Bulls staged a comeback at the Pakistan Stock Exchange after three weeks as a spate of positive developments helped the KSE-100 index surge 1,113 points or 2.54% to power past the 44,000-mark and it settle just a few points shy of 45,000.
Trading kicked-off Monday on an upbeat note as market participants welcomed clarity on the political front after the Senate chairman election - which saw Sadiq Sanjrani come back as the upper house chairman - and economic front where diminishing concerns over withdrawal of tax exemptions encouraged market players to buy stocks.
The index rallied nearly 1,000 points on the first day of the trading week as investor excitement was underpinned by expectations of quick economic recovery worldwide.

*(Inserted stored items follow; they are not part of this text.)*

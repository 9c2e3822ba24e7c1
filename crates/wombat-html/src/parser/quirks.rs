//! Document compatibility mode.
//!
//! [§ 13.2.6.4.1 The "initial" insertion mode](https://html.spec.whatwg.org/multipage/parsing.html#the-initial-insertion-mode)

use serde::Serialize;
use strum_macros::Display;

/// [§ 4.5 Interface Document](https://dom.spec.whatwg.org/#concept-document-mode)
///
/// "Each document has an associated ... mode ("no-quirks", "quirks", or
/// "limited-quirks")". Decided once, by the DOCTYPE, and fixed afterwards.
#[derive(Debug, Clone, Copy, Default, PartialEq, Eq, Display, Serialize)]
pub enum QuirksMode {
    /// Standards mode.
    #[default]
    #[strum(serialize = "no-quirks")]
    #[serde(rename = "no-quirks")]
    NoQuirks,
    /// Almost-standards mode.
    #[strum(serialize = "limited-quirks")]
    #[serde(rename = "limited-quirks")]
    LimitedQuirks,
    /// Legacy rendering mode.
    #[strum(serialize = "quirks")]
    #[serde(rename = "quirks")]
    Quirks,
}

/// "If the DOCTYPE token's name is not "html", or the token's public
/// identifier is not missing, or the token's system identifier is neither
/// missing nor "about:legacy-compat", then there is a parse error". These
/// historical doctypes are the exceptions, accepted as written.
const ACCEPTABLE_DOCTYPES: &[(&str, Option<&str>, Option<&str>)] = &[
    ("html", None, None),
    ("html", None, Some("about:legacy-compat")),
    ("html", Some("-//W3C//DTD HTML 4.0//EN"), None),
    (
        "html",
        Some("-//W3C//DTD HTML 4.0//EN"),
        Some("http://www.w3.org/TR/REC-html40/strict.dtd"),
    ),
    ("html", Some("-//W3C//DTD HTML 4.01//EN"), None),
    (
        "html",
        Some("-//W3C//DTD HTML 4.01//EN"),
        Some("http://www.w3.org/TR/html4/strict.dtd"),
    ),
    (
        "html",
        Some("-//W3C//DTD XHTML 1.0 Strict//EN"),
        Some("http://www.w3.org/TR/xhtml1/DTD/xhtml1-strict.dtd"),
    ),
    (
        "html",
        Some("-//W3C//DTD XHTML 1.1//EN"),
        Some("http://www.w3.org/TR/xhtml11/DTD/xhtml11.dtd"),
    ),
];

/// "The public identifier starts with: ..." (quirks). Lowercase.
const QUIRKY_PUBLIC_PREFIXES: &[&str] = &[
    "+//silmaril//dtd html pro v0r11 19970101//",
    "-//as//dtd html 3.0 aswedit + extensions//",
    "-//advasoft ltd//dtd html 3.0 aswedit + extensions//",
    "-//ietf//dtd html 2.0 level 1//",
    "-//ietf//dtd html 2.0 level 2//",
    "-//ietf//dtd html 2.0 strict level 1//",
    "-//ietf//dtd html 2.0 strict level 2//",
    "-//ietf//dtd html 2.0 strict//",
    "-//ietf//dtd html 2.0//",
    "-//ietf//dtd html 2.1e//",
    "-//ietf//dtd html 3.0//",
    "-//ietf//dtd html 3.2 final//",
    "-//ietf//dtd html 3.2//",
    "-//ietf//dtd html 3//",
    "-//ietf//dtd html level 0//",
    "-//ietf//dtd html level 1//",
    "-//ietf//dtd html level 2//",
    "-//ietf//dtd html level 3//",
    "-//ietf//dtd html strict level 0//",
    "-//ietf//dtd html strict level 1//",
    "-//ietf//dtd html strict level 2//",
    "-//ietf//dtd html strict level 3//",
    "-//ietf//dtd html strict//",
    "-//ietf//dtd html//",
    "-//metrius//dtd metrius presentational//",
    "-//microsoft//dtd internet explorer 2.0 html strict//",
    "-//microsoft//dtd internet explorer 2.0 html//",
    "-//microsoft//dtd internet explorer 2.0 tables//",
    "-//microsoft//dtd internet explorer 3.0 html strict//",
    "-//microsoft//dtd internet explorer 3.0 html//",
    "-//microsoft//dtd internet explorer 3.0 tables//",
    "-//netscape comm. corp.//dtd html//",
    "-//netscape comm. corp.//dtd strict html//",
    "-//o'reilly and associates//dtd html 2.0//",
    "-//o'reilly and associates//dtd html extended 1.0//",
    "-//o'reilly and associates//dtd html extended relaxed 1.0//",
    "-//sq//dtd html 2.0 hotmetal + extensions//",
    "-//softquad software//dtd hotmetal pro 6.0::19990601::extensions to html 4.0//",
    "-//softquad//dtd hotmetal pro 4.0::19971010::extensions to html 4.0//",
    "-//spyglass//dtd html 2.0 extended//",
    "-//sun microsystems corp.//dtd hotjava html//",
    "-//sun microsystems corp.//dtd hotjava strict html//",
    "-//w3c//dtd html 3 1995-03-24//",
    "-//w3c//dtd html 3.2 draft//",
    "-//w3c//dtd html 3.2 final//",
    "-//w3c//dtd html 3.2//",
    "-//w3c//dtd html 3.2s draft//",
    "-//w3c//dtd html 4.0 frameset//",
    "-//w3c//dtd html 4.0 transitional//",
    "-//w3c//dtd html experimental 19960712//",
    "-//w3c//dtd html experimental 970421//",
    "-//w3c//dtd w3 html//",
    "-//w3o//dtd w3 html 3.0//",
    "-//webtechs//dtd mozilla html 2.0//",
    "-//webtechs//dtd mozilla html//",
];

/// "The public identifier is set to: ..." (quirks). Lowercase.
const QUIRKY_PUBLIC_MATCHES: &[&str] = &[
    "-//w3o//dtd w3 html strict 3.0//en//",
    "-/w3c/dtd html 4.0 transitional/en",
    "html",
];

/// "The system identifier is set to: ..." (quirks). Lowercase.
const QUIRKY_SYSTEM_MATCHES: &[&str] =
    &["http://www.ibm.com/data/dtd/v11/ibmxhtml1-transitional.dtd"];

/// "The public identifier starts with: ..." (limited quirks). Lowercase.
const LIMITED_QUIRKY_PUBLIC_PREFIXES: &[&str] = &[
    "-//w3c//dtd xhtml 1.0 frameset//",
    "-//w3c//dtd xhtml 1.0 transitional//",
];

/// HTML 4.01 Frameset and Transitional: quirks without a system identifier,
/// limited quirks with one. Lowercase.
const HTML4_PUBLIC_PREFIXES: &[&str] = &[
    "-//w3c//dtd html 4.01 frameset//",
    "-//w3c//dtd html 4.01 transitional//",
];

/// Classify a DOCTYPE token.
///
/// Returns whether the DOCTYPE is a parse error (`unknown-doctype`) and the
/// compatibility mode it selects.
///
/// ```
/// use wombat_html::parser::quirks::{doctype_error_and_quirks, QuirksMode};
///
/// let (error, mode) = doctype_error_and_quirks(Some("html"), None, None, false, false);
/// assert!(!error);
/// assert_eq!(mode, QuirksMode::NoQuirks);
/// ```
#[must_use]
pub fn doctype_error_and_quirks(
    name: Option<&str>,
    public_id: Option<&str>,
    system_id: Option<&str>,
    force_quirks: bool,
    iframe_srcdoc: bool,
) -> (bool, QuirksMode) {
    let name = name.unwrap_or("");
    let parse_error = !ACCEPTABLE_DOCTYPES
        .iter()
        .any(|&(n, public, system)| n == name && public == public_id && system == system_id);

    let public = public_id.map(str::to_ascii_lowercase);
    let system = system_id.map(str::to_ascii_lowercase);
    let public = public.as_deref();
    let system = system.as_deref();
    let public_starts_with = |prefixes: &[&str]| {
        public.is_some_and(|id| prefixes.iter().any(|prefix| id.starts_with(prefix)))
    };

    // "Then, if the document is not an iframe srcdoc document, and the parser
    // cannot change the mode flag is false, and the DOCTYPE token matches one
    // of the conditions in the following list, then set the Document to quirks
    // mode"
    let mode = if force_quirks {
        QuirksMode::Quirks
    } else if iframe_srcdoc {
        QuirksMode::NoQuirks
    } else if name != "html"
        || public.is_some_and(|id| QUIRKY_PUBLIC_MATCHES.contains(&id))
        || system.is_some_and(|id| QUIRKY_SYSTEM_MATCHES.contains(&id))
        || public_starts_with(QUIRKY_PUBLIC_PREFIXES)
    {
        QuirksMode::Quirks
    } else if public_starts_with(LIMITED_QUIRKY_PUBLIC_PREFIXES) {
        QuirksMode::LimitedQuirks
    } else if public_starts_with(HTML4_PUBLIC_PREFIXES) {
        if system.is_none() {
            QuirksMode::Quirks
        } else {
            QuirksMode::LimitedQuirks
        }
    } else {
        QuirksMode::NoQuirks
    };

    (parse_error, mode)
}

The uptrend continued in the following two sessions as encouraging growth in large-scale manufacturing sector, which grew 7.9% in the first seven months of the current fiscal year, decision taken by the opposition alliance - the Pakistan Democratic Movement (PDM) - to postpone its long march, consistent improvement in rupee value against the US dollar and expectations about maintaining status quo in the Monetary Policy Committee (MPC) meeting kept the investment climate positive.
The KSE-100 added a total of 2,671 points, or 6.24%, during the four trading days (Friday-Wednesday). It was the highest four-day increase since April 3, 2020, when the index surged 3,598 points.
However, the optimism did not last as the bourse turned bearish on Thursday with stocks diving over 700 points as investor sentiment took a hit after the daily tally of Covid-19 cases soared beyond expectation and sparked fears of yet another lockdown.
Moreover, market participants also remained cautious ahead of the monetary policy announcement, though the market anticipated a status quo, the participants still offloaded holdings in a bid to play safe in case of a surprise change in the rate.
Fortunately, the market once again turned bullish on the last trading day of the week. The bourse shed the gloom of the previous session on bets of status quo in the monetary policy, which the State Bank of Pakistan (SBP) announced towards the end of the session on Friday.
In line with market expectations, the central bank left the benchmark interest rate unchanged at 7% for the next two months.
“Going forward, we expect the market to trade in green due to SBP keeping policy rate unchanged, which is positive for the stock market, encouraging SBP projections and appreciation of rupee and dollar parity,” stated Arif Habib Limited in its report.
“However, any surprise increase in domestic Covid-19 infection ratio may dampen investor’s sentiments.”
Average daily traded volume rose 11% week-on-week to 483 million shares while average daily traded value came in at $144 million, up 4% week-on-week. In terms of sectors, positive contribution came from technology and communications (+296 points), commercial banks (+214 points), cements (+107 points), oil and gas marketing companies (+89 points) and refinery (+61 points). Stock-wise, the positive contributors were TRG Pakistan (+227 points), HBL (+140 points), Systems Limited (+66 points), UBL (+64 points) and Pakistan State Oil (+60 points).
Negative contributors included Oil and Gas Development Company (-41 points), Engro Corporation (-28 points), Bank AL Habib (-26 points), Mari Petroleum (-10 points) and Philip Morris Pakistan (-9 points).
Foreigners turned sellers during the week as they bought shares worth $3.04 million compared to net buying of $3.64 million in the previous week. Buying was witnessed in commercial banks ($6.5 million) and cement ($1.5 million). On the domestic front, major selling was reported by banks ($11.2 million) and companies ($8.2 million).
Among other major news of the week were reduction in rates of income tax to be withdrawn, Roshan Digital Account attracted $671 million in six months, LSM posted 9.1% growth in January 2021, rupee rose to one-year high, FDI declined 30% to $1.30 billion in July-Feb, and auto-financing clocked-in at an all-time high of Rs273 billion.
Published in The Express Tribune, March 21st, 2021.